Although you might have missed it, two reports were issued by the UN today ahead of the upcoming meeting of the General Assembly. One has received huge publicity because of some disgraceful corruption by a few officials at the UN. The other is being pushed into the background but it has far greater implications for the future of the welfare of the planet’s children.

The report on the oil-for-food program rightly criticises the corruption and points the need for UN reform. Just such reforms are being proposed by Kofi Annan but the Bush hitman has issued a late list of 750 changes they want to see. Among these are a proposal to exponge the Millenium Goals from the UN’s agenda. The other report today points out just what effect the existing poor progress will have, let alone trying to ignore them all together.

The Human Development Report 2005 lists just what the existing progress on the MDG’s will have. The starkest figure is that if the current rate is maintained, at least 4.4 Million children will die un-necessariy each year.
One reason this may not be getting much publicity is that the United States has dropped from 8th to 10th place in a league table showing each country’s “Human Development Index”. The overview in Chapter 1 (page 11) is extremely worrying:

For most of the past 40 years human capabilities have been gradually converging. From a low base, developing countries as a group have been catching up with rich countries in such areas as life expectancy, child mortality and literacy. A worrying aspect of human development today is that the overall rate of convergence is slowing–and for a large group of countries divergence is becoming the order of the day

The MDG’s did not seek to extinguish extreme poverty, only halve it. On present trends, that will not be achieved. The starkest condemnation for a President so keen to promote a “life culture” is that the policies his appointee has presented will have this effect:

The projected gap between the 2015 target and the outcome that would take place if current trends continued represents a huge loss of life. It translates into an additional 4.4 million child deaths in 2015 above those that would occur if the MDG target were achieved (figure 1.18). Charting a linear trend from the cumulative cost of additional child deaths for 2003-15 provides an indicator for the annualized gap between target and outcome. The cumulative cost of that gap represents more than 41 million additional child deaths between now and 2015–almost all of them in developing countries (figure 1.19). These are lives that would be saved if the targets were met.

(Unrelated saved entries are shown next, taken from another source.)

//! Package entries: an installable unit plus its shell commands, links and templates.
use indexmap::IndexMap;
use serde::Deserialize;
use serde_yaml::Value;

use crate::error::ConfigError;

/// A literal shell command line run when configuring a package.
#[derive(Debug, Clone, PartialEq, Eq)]
pub struct Command {
    pub line: String,
}

/// A file linked from `profiles/<profile>/<package>/<path>` to `<path>`.
#[derive(Debug, Clone, PartialEq, Eq)]
pub struct Link {
    pub path: String,
}

/// A file rendered from `profiles/<profile>/<package>/<path>` to `<path>`.
#[derive(Debug, Clone, PartialEq, Eq)]
pub struct Template {
    pub path: String,
}

/// A package as seen by the compiler. All sequences keep declaration order.
#[derive(Debug, Clone, Default, PartialEq, Eq)]
pub struct Package {
    pub name: String,
    pub commands: Vec<Command>,
    pub links: Vec<Link>,
    pub templates: Vec<Template>,
}

impl Package {
    /// A package with nothing to configure, only to install.
    #[must_use]
    pub fn named(name: impl Into<String>) -> Self {
        Self {
            name: name.into(),
            ..Self::default()
        }
    }
}

/// The two accepted shapes of a package entry, before normalization.
#[derive(Debug, Clone, PartialEq, Eq)]
pub enum PackageEntry {
    /// `- vim`
    Simple(String),
    /// `- [vim, { commands: [...] }]` or `- vim: { commands: [...] }`
    Detailed {
        name: String,
        commands: Vec<String>,
        links: Vec<String>,
        templates: Vec<String>,
    },
}

impl From<PackageEntry> for Package {
    fn from(entry: PackageEntry) -> Self {
        match entry {
            PackageEntry::Simple(name) => Self::named(name),
            PackageEntry::Detailed {
                name,
                commands,
                links,
                templates,
            } => Self {
                name,
                commands: commands.into_iter().map(|line| Command { line }).collect(),
                links: links.into_iter().map(|path| Link { path }).collect(),
                templates: templates.into_iter().map(|path| Template { path }).collect(),
            },
        }
    }
}

/// Raw YAML shape of an entry, matched without interpreting the options.
#[derive(Debug, Deserialize)]
#[serde(untagged)]
enum RawEntry {
    Simple(String),
    Pair(String, Value),
    Keyed(IndexMap<String, Value>),
}

/// Options of a detailed entry.
#[derive(Debug, Default, Deserialize)]
#[serde(default, deny_unknown_fields)]
struct PackageOptions {
    commands: Vec<String>,
    links: Vec<String>,
    templates: Vec<String>,
}

const SHAPE_HINT: &str = "expected a package name, a [name, options] pair or a single-key {name: options} mapping";

impl PackageEntry {
    /// Classify one YAML package entry. `path` names the entry in errors.
    ///
    /// # Errors
    ///
    /// Returns [`ConfigError::MalformedEntity`] when the entry has neither
    /// accepted shape or its options are invalid.
    pub fn parse(value: &Value, path: &str) -> Result<Self, ConfigError> {
        let raw: RawEntry = serde_yaml::from_value(value.clone())
            .map_err(|_| ConfigError::malformed(path, SHAPE_HINT))?;

        let (name, options) = match raw {
            RawEntry::Simple(name) if !name.trim().is_empty() => return Ok(Self::Simple(name)),
            RawEntry::Simple(name) => (name, Value::Null),
            RawEntry::Pair(name, options) => (name, options),
            RawEntry::Keyed(map) => {
                if map.len() != 1 {
                    return Err(ConfigError::malformed(path, SHAPE_HINT));
                }
                map.into_iter()
                    .next()
                    .ok_or_else(|| ConfigError::malformed(path, SHAPE_HINT))?
            }
        };

        if name.trim().is_empty() {
            return Err(ConfigError::malformed(path, "package name is empty"));
        }

        let options = if options.is_null() {
            PackageOptions::default()
        } else {
            serde_yaml::from_value::<PackageOptions>(options)
                .map_err(|e| ConfigError::malformed(format!("{path}.{name}"), e.to_string()))?
        };

        Ok(Self::Detailed {
            name,
            commands: options.commands,
            links: options.links,
            templates: options.templates,
        })
    }
}

/// Parse a profile's `packages` sequence into normalized packages.
///
/// # Errors
///
/// Returns the first entry that fails [`PackageEntry::parse`].
pub fn parse(entries: &[Value], profile: &str) -> Result<Vec<Package>, ConfigError> {
    entries
        .iter()
        .enumerate()
        .map(|(i, value)| {
            PackageEntry::parse(value, &format!("profiles.{profile}.packages[{i}]"))
                .map(Package::from)
        })
        .collect()
}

A lot is said about the inquity of income within countries but the global inequality is even more so:

On the (conservative) assumption that the world’s 500 richest people listed by Forbes magazine have an income equivalent to no more than 5% of their assets, their income exceeds that of the poorest 416 million people.

Now the USA has real problems with the fallout from Katrina. Just as you can now see the fallacy of moving funds away from infrastrucure to the war machine in the name of “security”, not addressing the needs of the world’s poorest is going to store up trouble for the future. Terrorism might not be born from extreme poverty but it is certainly fed by it. The report opens with the words of FDR at his second inauguration in 1937, I can write no finer words to close.

The test of our progress is not whether we add more to the abundance of those who have much; it is whether we provide enough for those who have too little.